(MATERIAL FOR THE TASK)
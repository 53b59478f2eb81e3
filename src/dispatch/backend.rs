//! The application behind the tunnel.

use std::convert::Infallible;

use async_trait::async_trait;
use axum::{
    body::Body,
    http::{Request, Response},
    Router,
};
use tower::ServiceExt;

use crate::error::UpstreamError;

/// Receives the reconstructed request and produces the plain response.
#[async_trait]
pub trait Backend: Send + Sync {
    async fn call(&self, request: Request<Body>) -> Result<Response<Body>, UpstreamError>;
}

/// An in-process axum application, for running the tunnel as a layer in
/// front of local handlers.
#[async_trait]
impl Backend for Router {
    async fn call(&self, request: Request<Body>) -> Result<Response<Body>, UpstreamError> {
        match self.clone().oneshot(request).await {
            Ok(response) => Ok(response),
            Err(never) => {
                let never: Infallible = never;
                match never {}
            }
        }
    }
}
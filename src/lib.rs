//! Layer8 encrypted tunnel middleware library.
//!
//! Sits in front of an HTTP backend. Requests carrying the tunnel header are
//! either ECDH handshakes, static asset requests, or AES-GCM sealed envelopes
//! that are opened, rebuilt into plain requests, forwarded, and sealed again
//! on the way back. Everything else passes through untouched.

pub mod client;
pub mod config;
pub mod crypto;
pub mod dispatch;
pub mod envelope;
pub mod error;
pub mod handshake;
pub mod http;
pub mod lifecycle;
pub mod observability;
pub mod session;
pub mod transcode;
pub mod uploads;

pub use client::TunnelClient;
pub use config::TunnelConfig;
pub use dispatch::Dispatcher;
pub use error::{TunnelError, TunnelResult};
pub use http::{TunnelServer, UpstreamClient};
pub use lifecycle::Shutdown;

(INSTRUCTIONS TO FOLLOW) Write only the number of lines in the entries that contain the word "filename".

(ANSWER AREA) 2